Bund hat die Sicherheit der Firma in 15 Jahren nie überprüft

Lukas Lippert, Tages-Anzeiger, 15.09.2023

Hunderte von Gigabytes haben Hacker im Mai bei der Interlakner Softwarefirma Xplain gestohlen und ins Darknet gestellt. Darunter heikle Informationen der Bundesverwaltung, der Bundespolizei (Fedpol) und der Eidgenössischen Zollverwaltung. Gemäss eidgenössischem Datenschutzgesetz musste sich der Bund vergewissern, dass Xplain in der Lage ist, die Datensicherheit zu gewährleisten. Erst nach einem sogenannten Sicherheitsaudit darf er sensible Daten überhaupt für die Bearbeitung teilen. Neue Recherchen zeigen nun: Eine Überprüfung des Unternehmens fand nie statt.
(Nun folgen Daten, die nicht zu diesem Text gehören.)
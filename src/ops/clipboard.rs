// SPDX-FileCopyrightText: 2026 Bruno Meilick
// SPDX-License-Identifier: LicenseRef-Mindweave-FreeUse-NoCopy-NoDerivatives
//
// All rights reserved.
//
// This file is part of Mindweave and is proprietary software.
// Unauthorized copying, modification, or distribution is prohibited.

use std::collections::{HashMap, HashSet};

use serde::{Deserialize, Serialize};

use super::{EditRejected, GraphIndex};
use crate::model::{Connection, ConnectionId, Node, NodeId, Point, Snapshot};

/// Offset applied to pasted nodes so they do not cover the originals.
pub const PASTE_OFFSET: Point = Point { x: 50.0, y: 50.0 };

/// Copied nodes plus the connections whose both ends were copied.
#[derive(Debug, Clone, Default, PartialEq, Serialize, Deserialize)]
pub struct Clipboard {
    pub nodes: Vec<Node>,
    pub connections: Vec<Connection>,
}

impl Clipboard {
    pub fn is_empty(&self) -> bool {
        self.nodes.is_empty()
    }
}

/// Copies the listed nodes in document order. `None` when no id resolves.
pub fn copy_nodes(snapshot: &Snapshot, node_ids: &[NodeId]) -> Option<Clipboard> {
    let index = GraphIndex::new(&snapshot.nodes);
    let mut positions = node_ids
        .iter()
        .filter_map(|id| index.position(id))
        .collect::<Vec<_>>();
    if positions.is_empty() {
        return None;
    }
    positions.sort_unstable();
    positions.dedup();

    let nodes = positions
        .into_iter()
        .map(|idx| snapshot.nodes[idx].clone())
        .collect::<Vec<_>>();
    let copied = nodes.iter().map(|n| n.id.as_str()).collect::<HashSet<_>>();
    let connections = snapshot
        .connections
        .iter()
        .filter(|conn| copied.contains(conn.from.as_str()) && copied.contains(conn.to.as_str()))
        .cloned()
        .collect();

    Some(Clipboard { nodes, connections })
}

/// Inserts a copy of `clipboard` with fresh ids, shifted by `offset`.
///
/// Parent links between pasted nodes are rewired to the new ids; a pasted node whose parent
/// was not copied becomes parent-less. Returns the new node ids in clipboard order.
pub fn paste(
    snapshot: &Snapshot,
    clipboard: &Clipboard,
    offset: Point,
) -> Result<(Snapshot, Vec<NodeId>), EditRejected> {
    if clipboard.is_empty() {
        return Err(EditRejected::EmptySelection);
    }

    let remap = clipboard
        .nodes
        .iter()
        .map(|node| (node.id.as_str(), NodeId::generate()))
        .collect::<HashMap<_, _>>();
    let fresh_id = |old: &NodeId| remap.get(old.as_str()).cloned();

    let mut nodes = snapshot.nodes.clone();
    let mut created = Vec::with_capacity(clipboard.nodes.len());
    for original in &clipboard.nodes {
        let Some(node_id) = fresh_id(&original.id) else {
            continue;
        };
        let mut node = original.clone();
        node.id = node_id.clone();
        node.parent_id = original.parent_id.as_ref().and_then(fresh_id);
        node.set_position(original.position() + offset);
        nodes.push(node);
        created.push(node_id);
    }

    let mut connections = snapshot.connections.clone();
    for original in &clipboard.connections {
        let (Some(from), Some(to)) = (fresh_id(&original.from), fresh_id(&original.to)) else {
            continue;
        };
        let mut conn = original.clone();
        conn.id = ConnectionId::generate();
        conn.from = from;
        conn.to = to;
        connections.push(conn);
    }

    Ok((Snapshot::new(nodes, connections), created))
}

#[cfg(test)]
mod tests {
    use super::{copy_nodes, paste, Clipboard, PASTE_OFFSET};
    use crate::model::{Connection, ConnectionId, Node, NodeId, Point, Snapshot};
    use crate::ops::EditRejected;

    fn id(raw: &str) -> NodeId {
        NodeId::new(raw).expect("id")
    }

    fn sample() -> Snapshot {
        let nodes = vec![
            Node::new(id("r"), "root", Point::ORIGIN),
            Node::new(id("a"), "a", Point::new(10.0, 0.0)).with_parent(Some(id("r"))),
            Node::new(id("b"), "b", Point::new(20.0, 5.0)).with_parent(Some(id("a"))),
        ];
        let connections = vec![
            Connection::new(ConnectionId::new("ab").expect("id"), id("a"), id("b")),
            Connection::new(ConnectionId::new("rb").expect("id"), id("r"), id("b")),
        ];
        Snapshot::new(nodes, connections)
    }

    #[test]
    fn copy_keeps_document_order_and_inner_connections() {
        let clipboard = copy_nodes(&sample(), &[id("b"), id("a"), id("b")]).expect("copied");
        let copied = clipboard
            .nodes
            .iter()
            .map(|n| n.id.as_str())
            .collect::<Vec<_>>();
        assert_eq!(copied, vec!["a", "b"]);
        assert_eq!(clipboard.connections.len(), 1);
        assert_eq!(clipboard.connections[0].id.as_str(), "ab");

        assert_eq!(copy_nodes(&sample(), &[id("zzz")]), None);
    }

    #[test]
    fn paste_remaps_ids_parents_and_connections() {
        let snapshot = sample();
        let clipboard = copy_nodes(&snapshot, &[id("a"), id("b")]).expect("copied");
        let (next, created) = paste(&snapshot, &clipboard, PASTE_OFFSET).expect("paste");

        assert_eq!(next.nodes.len(), 5);
        assert_eq!(created.len(), 2);
        assert!(created.iter().all(|new| snapshot.node(new).is_none()));

        let pasted_a = next.node(&created[0]).expect("pasted a");
        let pasted_b = next.node(&created[1]).expect("pasted b");
        assert_eq!(pasted_a.parent_id, None, "parent was not copied");
        assert_eq!(pasted_b.parent_id.as_ref(), Some(&created[0]));
        assert_eq!(pasted_a.position(), Point::new(60.0, 50.0));
        assert_eq!(pasted_b.position(), Point::new(70.0, 55.0));

        assert_eq!(next.connections.len(), 3);
        let pasted_conn = &next.connections[2];
        assert_ne!(pasted_conn.id.as_str(), "ab");
        assert_eq!(pasted_conn.from, created[0]);
        assert_eq!(pasted_conn.to, created[1]);
    }

    #[test]
    fn pasting_nothing_is_rejected() {
        assert_eq!(
            paste(&sample(), &Clipboard::default(), PASTE_OFFSET),
            Err(EditRejected::EmptySelection)
        );
    }
}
Gestützt auf das Öffentlichkeitsgesetz verlangte der «Tages-Anzeiger» beim Fedpol und der Zollverwaltung Einsicht in solche Audits aus den letzten 15 Jahren – seit Beginn der Zusammenarbeit der Firma mit der Bundesverwaltung. Die Auskunft der Behörden: Es wurden keine Audits bei Xplain vorgenommen.